Monday, July 9, 2012

Fringe 2012 Review: snug harbor

Tracey Erin Smith’s The Burning Bush is one of my favourite Fringe shows of all time; the woman knows how to tell a story, or, more specifically, her story. She’s skilled enough that she has fashioned a business out of working the stories out of others, and crafting them into something engaging. I can see why. She’s warm, funny, honest and not afraid of looking a little silly or strange in service of her tale. It was with this level of expectation that I went into her latest offering, snug harbor, though I did not quite realize how personal this story was going to be.

The play is performed at The Centre, which is short for “The Centre For Training in Psychotherapy.” It is a BYOV, or “Bring Your Own Venue,” that is selected by the performer rather than the Festival. Smith has clearly selected her venue (and her “group facilitators”) to match her storytelling device: theatre as group therapy session. The Centre’s room has a curious feel- warm and cozy, but, thanks to two rows of bright globe lights in two wooden tracks traversing the centre of the room, also very “Broadway” or Honest Ed’s-esque. The lights look like a Broadway marquee, an effect I found fascinating. A friend of mine, (who is also reviewing this show, so I won’t step on his toes too much) and I were having a discussion after the performance about therapy as theatre and vice versa. Where is the line, and does one automatically work as the other?

Many of the plays we think of as “great” have come out of someone asking “What is your childhood trauma?” as Cordelia Chase would put it, and all the better if that someone is Eugene O’Neill. Often, however, therapeutic playwriting really does feel like something the playwright should have used to work out his or her issues and then put aside, really feeling like, to paraphrase how one writer put it, painting with strips of one’s skin, only it’s the audience’s skin that winds up crawling. Tracey Erin Smith does plenty of painting with pieces of herself; her show (SLIGHT SPOILER ALERT) explores her father’s suicide.
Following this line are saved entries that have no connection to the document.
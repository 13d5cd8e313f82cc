//! Tokenize a document and print one line per token.
//!
//! ```text
//! cargo run --example dump_tokens -- '{"a":[1,2]}'
//! ```

use std::env;

use jsontok::{Token, Tokenizer};

fn main() {
    let input = env::args()
        .nth(1)
        .unwrap_or_else(|| r#"{"name":"jsontok","tags":["json","no_std"],"stars":3}"#.into());
    let input = input.as_bytes();

    let mut tokens = vec![Token::default(); input.len() + 1];
    let mut tokenizer = Tokenizer::strict();
    match tokenizer.parse(input, &mut tokens) {
        Ok(parsed) => {
            for (i, tok) in tokens[..parsed].iter().enumerate() {
                let text = tok
                    .span()
                    .map(|span| String::from_utf8_lossy(&input[span]).into_owned())
                    .unwrap_or_default();
                println!(
                    "{i:3} {:>30} [{:>3},{:>3}) size={} {text}",
                    format!("{:?}", tok.kind),
                    tok.start,
                    tok.end,
                    tok.size
                );
            }
        }
        Err(err) => eprintln!("error: {err} at byte {}", tokenizer.pos()),
    }
}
But she has wrapped it in a neat theatrical package that ultimately makes for an experience that is both moving and educational.
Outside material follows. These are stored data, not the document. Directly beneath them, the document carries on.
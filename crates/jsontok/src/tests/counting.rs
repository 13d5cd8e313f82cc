use std::{vec, vec::Vec};

use crate::{Error, Token, Tokenizer};

#[test]
fn counting_agrees_with_parsing() {
    let docs: [&[u8]; 7] = [
        br#"{"a":10,"b":true}"#,
        br#"[1,[2,3]]"#,
        br#"{}"#,
        br#"[[],[[]]]"#,
        br#"{"k":[true,null,{"x":"y"}],"s":"\u00e9"}"#,
        br#"  [ 1 , 2 ]  "#,
        br#"{"deep":{"er":{"est":[0]}}}"#,
    ];
    for doc in docs {
        let parsed = Tokenizer::strict()
            .parse(doc, &mut vec![Token::default(); doc.len() + 1])
            .unwrap();
        let counted = Tokenizer::strict().count(doc).unwrap();
        assert_eq!(counted, parsed, "doc: {}", std::str::from_utf8(doc).unwrap());
    }
}

#[test]
fn counting_agrees_in_permissive_mode() {
    let docs: [&[u8]; 5] = [
        br#"{a:1}"#,
        br#"[1 2]"#,
        b"1 two \"three\" [4] {five:6}",
        b"a:1 b:2",
        b"42",
    ];
    for doc in docs {
        let parsed = Tokenizer::permissive()
            .parse(doc, &mut vec![Token::default(); doc.len() + 1])
            .unwrap();
        let counted = Tokenizer::permissive().count(doc).unwrap();
        assert_eq!(counted, parsed, "doc: {}", std::str::from_utf8(doc).unwrap());
    }
}

#[test]
fn counting_reports_truncation() {
    let mut tokenizer = Tokenizer::strict();
    assert_eq!(tokenizer.count(br#"{"a":1"#), Err(Error::Partial));
    assert_eq!(tokenizer.pos(), 5);

    let mut tokenizer = Tokenizer::strict();
    assert_eq!(tokenizer.count(br#"["unterminated"#), Err(Error::Partial));
    assert_eq!(tokenizer.pos(), 1);

    let mut tokenizer = Tokenizer::strict();
    assert_eq!(tokenizer.count(b"[[]"), Err(Error::Partial));
}

#[test]
fn counting_reports_lexical_errors() {
    let mut tokenizer = Tokenizer::strict();
    assert_eq!(tokenizer.count(br#"{a:1}"#), Err(Error::Invalid));
    assert_eq!(tokenizer.pos(), 1);

    let mut tokenizer = Tokenizer::strict();
    assert_eq!(tokenizer.count(br#"["\q"]"#), Err(Error::Invalid));
    assert_eq!(tokenizer.pos(), 1);

    let mut tokenizer = Tokenizer::strict();
    assert_eq!(tokenizer.count(b"]"), Err(Error::Invalid));

    let mut tokenizer = Tokenizer::strict();
    assert_eq!(tokenizer.count(b"{} {}"), Err(Error::Invalid));
}

#[test]
fn counting_never_runs_out_of_memory() {
    // One million array elements, no pool required.
    let mut doc = Vec::with_capacity(4_000_000);
    doc.push(b'[');
    for i in 0..1_000_000u32 {
        if i > 0 {
            doc.push(b',');
        }
        doc.extend_from_slice(b"7");
    }
    doc.push(b']');

    let counted = Tokenizer::strict().count(&doc).unwrap();
    assert_eq!(counted, 1_000_001);
}

#[test]
fn two_pass_sizing() {
    let doc = br#"{"k":[true,null,{"x":"y"}],"s":"hi"}"#;

    let mut tokenizer = Tokenizer::strict();
    let needed = tokenizer.count(doc).unwrap();

    let mut pool = vec![Token::default(); needed];
    tokenizer.reset();
    let parsed = tokenizer.parse(doc, &mut pool).unwrap();
    assert_eq!(parsed, needed);
    assert!(pool.iter().all(|tok| tok.span().is_some()));
}

#[test]
fn counting_mode_writes_nothing() {
    // Exercised through the public surface: `count` takes no pool at all, so
    // there is nothing it could write to; this pins the return value.
    let mut tokenizer = Tokenizer::strict();
    assert_eq!(tokenizer.count(br#"{"a":10,"b":true}"#), Ok(5));
    assert_eq!(tokenizer.tokens_parsed(), 5);
}
//! Minimal, allocation-free JSON tokenizer.
//!
//! A single forward pass over a byte buffer fills a caller-provided token
//! pool with descriptors that locate each JSON element by byte offsets,
//! together with parent/child structure. The tokenizer never allocates,
//! never copies input bytes, and never decodes: strings keep their escape
//! sequences, numbers stay text. It only delimits and classifies.
//!
//! ```
//! use jsontok::{Token, Tokenizer};
//!
//! let input = br#"[1,[2,3]]"#;
//! let mut tokens = [Token::default(); 8];
//! let mut tokenizer = Tokenizer::strict();
//!
//! assert_eq!(tokenizer.parse(input, &mut tokens), Ok(5));
//! assert!(tokens[0].is_array());
//! assert_eq!(tokens[0].size, 2);
//! assert_eq!(&input[tokens[3].span().unwrap()], b"2");
//! ```
//!
//! Truncated input is resumable: a parse returning
//! [`Error::Partial`] keeps its cursor state, so the same tokenizer can be
//! called again once the buffer has been extended with more bytes. Passing
//! no pool at all ([`Tokenizer::count`]) runs the grammar purely for sizing,
//! enabling a two-pass strategy without any allocation in this crate.
//!
//! Two dialects share the one code path: [`Dialect::Strict`] follows
//! RFC 8259, while [`Dialect::Permissive`] admits unquoted keys and values,
//! bare roots, multiple top-level values, and missing commas between
//! root-level key-value pairs.

#![no_std]

#[cfg(test)]
extern crate std;

mod error;
mod options;
mod parser;
mod token;

pub use error::Error;
pub use options::Dialect;
pub use parser::Tokenizer;
pub use token::{Token, TokenIndex, TokenKind, NONE};

#[cfg(test)]
mod tests;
Wearing a shirt that half-transforms into a black mourning shawl, Smith presents the stages of mourning, not in terms of Elisabeth Köbler-Ross’ Five Stages of Grief, but in terms of Joseph Campbell’s Hero’s Journey. It’s a surprisingly apt metaphor, and a more active one. Each stage is presented on a screen and explained. Also explained are warning signs for suicide, in case we want to start eying the other audience members with suspicion. This is not to say that the show is just a lecture – far from it. It’s sensitively acted and sometimes almost filmic in occasional powerful musical moments. We live through memories that are hysterically funny (many involving “the family that gets stoned together”) and the horrifying ones after the incident as Smith and her sister try to pull their lives together and slay the foes of grief, loss, and depression.
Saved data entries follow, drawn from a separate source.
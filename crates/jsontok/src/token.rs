//! Token descriptors produced by the tokenizer.
//!
//! A [`Token`] locates one JSON element by byte offsets into the input buffer
//! plus structural metadata (child count, parent, sibling). Nothing is copied
//! or decoded: a string token's payload may still contain escape sequences
//! and a primitive token is raw text; interpreting either is the caller's
//! concern.

use core::ops;

use bitflags::bitflags;

/// Index into the caller-provided token pool.
pub type TokenIndex = u32;

/// Reserved index meaning "unset" / "no such token".
///
/// This is the all-ones value of [`TokenIndex`]. Reserving it keeps the hot
/// paths free of optional fields, at the price of capping a token pool (and
/// the input length) at `NONE - 1` entries.
pub const NONE: TokenIndex = TokenIndex::MAX;

bitflags! {
    /// Bit-set classifying a token.
    ///
    /// Kinds are independent flags that combine freely: a string in key
    /// position is `STRING | KEY`, an object is `OBJECT | VALUE`. The same
    /// bit-set doubles as the tokenizer's "expected next" predicate, which is
    /// why it also carries the [`CLOSE`](Self::CLOSE) and
    /// [`DELIMITER`](Self::DELIMITER) flags that never appear on an emitted
    /// token.
    ///
    /// Two predicates cover the two tests that are easy to conflate:
    /// [`intersects`](Self::intersects) answers "has *any* of these bits"
    /// while [`contains`](Self::contains) answers "has *all* of these bits".
    ///
    /// ```
    /// use jsontok::TokenKind;
    ///
    /// let kind = TokenKind::STRING | TokenKind::KEY;
    /// assert!(kind.intersects(TokenKind::ANY_TYPE));
    /// assert!(kind.contains(TokenKind::STRING | TokenKind::KEY));
    /// assert!(!kind.contains(TokenKind::STRING | TokenKind::VALUE));
    /// ```
    #[derive(Clone, Copy, PartialEq, Eq, Hash, Debug)]
    pub struct TokenKind: u8 {
        /// `{...}` container.
        const OBJECT = 1 << 0;
        /// `[...]` container.
        const ARRAY = 1 << 1;
        /// Quoted string; the payload excludes the quotes.
        const STRING = 1 << 2;
        /// Unquoted run: number, `true`, `false`, `null`, or (permissive)
        /// any non-structural text.
        const PRIMITIVE = 1 << 3;
        /// The token sits in key position inside an object.
        const KEY = 1 << 4;
        /// The token sits in value position.
        const VALUE = 1 << 5;
        /// Expected-set flag: `}` or `]` may appear next.
        const CLOSE = 1 << 6;
        /// Expected-set flag: `:` or `,` may appear next.
        const DELIMITER = 1 << 7;
    }
}

impl TokenKind {
    /// No classification yet; also the empty expected set.
    pub const UNDEFINED: Self = Self::empty();

    /// `OBJECT | ARRAY`.
    pub const CONTAINER: Self =
        Self::from_bits_truncate(Self::OBJECT.bits() | Self::ARRAY.bits());

    /// `OBJECT | ARRAY | STRING | PRIMITIVE`.
    pub const ANY_TYPE: Self = Self::from_bits_truncate(
        Self::OBJECT.bits() | Self::ARRAY.bits() | Self::STRING.bits() | Self::PRIMITIVE.bits(),
    );
}

/// One tokenized JSON element.
///
/// `start` and `end` are byte offsets into the input buffer, half-open on the
/// payload: a string token brackets its content without the quotes, a
/// container token spans from its opening brace to one past its closing
/// brace, and a primitive token brackets the literal text. Offsets are
/// [`NONE`] until the tokenizer sets them, which is observable on a truncated
/// parse (an unclosed container keeps `end == NONE`).
///
/// `size` is the number of immediate children. Object children are keys *and*
/// values, so one key-value pair contributes two.
#[derive(Debug, Clone, Copy, PartialEq, Eq)]
pub struct Token {
    /// Classification bits.
    pub kind: TokenKind,
    /// Start offset of the payload.
    pub start: u32,
    /// One past the end of the payload.
    pub end: u32,
    /// Number of immediate children.
    pub size: u32,
    /// Index of the enclosing container, or [`NONE`] at the root.
    #[cfg(feature = "parent-links")]
    pub parent: TokenIndex,
    /// Index of the next child in the same container, or [`NONE`] for the
    /// last one. The first child is not linked: it always sits at
    /// `parent + 1`.
    #[cfg(feature = "next-sibling")]
    pub next_sibling: TokenIndex,
}

impl Token {
    pub(crate) const fn unset() -> Self {
        Self {
            kind: TokenKind::UNDEFINED,
            start: NONE,
            end: NONE,
            size: 0,
            #[cfg(feature = "parent-links")]
            parent: NONE,
            #[cfg(feature = "next-sibling")]
            next_sibling: NONE,
        }
    }

    /// The token's kind masked by `mask`.
    ///
    /// A non-empty result means "any of these bits"; comparing the result
    /// against a composite `mask` for equality is the "exactly these bits"
    /// test.
    #[must_use]
    pub fn is_kind(&self, mask: TokenKind) -> TokenKind {
        self.kind.intersection(mask)
    }

    /// Byte range of the payload, or `None` while either offset is unset.
    #[must_use]
    pub fn span(&self) -> Option<ops::Range<usize>> {
        if self.start == NONE || self.end == NONE {
            return None;
        }
        Some(self.start as usize..self.end as usize)
    }

    /// Returns `true` for `{...}` tokens.
    #[must_use]
    pub fn is_object(&self) -> bool {
        self.kind.intersects(TokenKind::OBJECT)
    }

    /// Returns `true` for `[...]` tokens.
    #[must_use]
    pub fn is_array(&self) -> bool {
        self.kind.intersects(TokenKind::ARRAY)
    }

    /// Returns `true` for either container kind.
    #[must_use]
    pub fn is_container(&self) -> bool {
        self.kind.intersects(TokenKind::CONTAINER)
    }

    /// Returns `true` for quoted strings.
    #[must_use]
    pub fn is_string(&self) -> bool {
        self.kind.intersects(TokenKind::STRING)
    }

    /// Returns `true` for unquoted runs.
    #[must_use]
    pub fn is_primitive(&self) -> bool {
        self.kind.intersects(TokenKind::PRIMITIVE)
    }

    /// Returns `true` when the token occupies a key position.
    #[must_use]
    pub fn is_key(&self) -> bool {
        self.kind.intersects(TokenKind::KEY)
    }

    /// Returns `true` when the token occupies a value position.
    #[must_use]
    pub fn is_value(&self) -> bool {
        self.kind.intersects(TokenKind::VALUE)
    }
}

impl Default for Token {
    fn default() -> Self {
        Self::unset()
    }
}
Smith is a champion at slipping into other people’s voices, taking things just seriously enough, and finding the humour in difficult and human situations, breaking the tension when things threaten to get too “heavy.” Only once in a while does the audience’s laughter take on an uncomfortable tinge, when the tension breaking is slightly too acidic or we’re not sure how to react. By the end, Smith has truly proved herself the hero of her own story, showing us touching pieces from her personal scrapbook, and we’ve gotten to know both her and the father who she’s calling out to.  Smith’s therapy is the type that gets – and deserves – a standing ovation.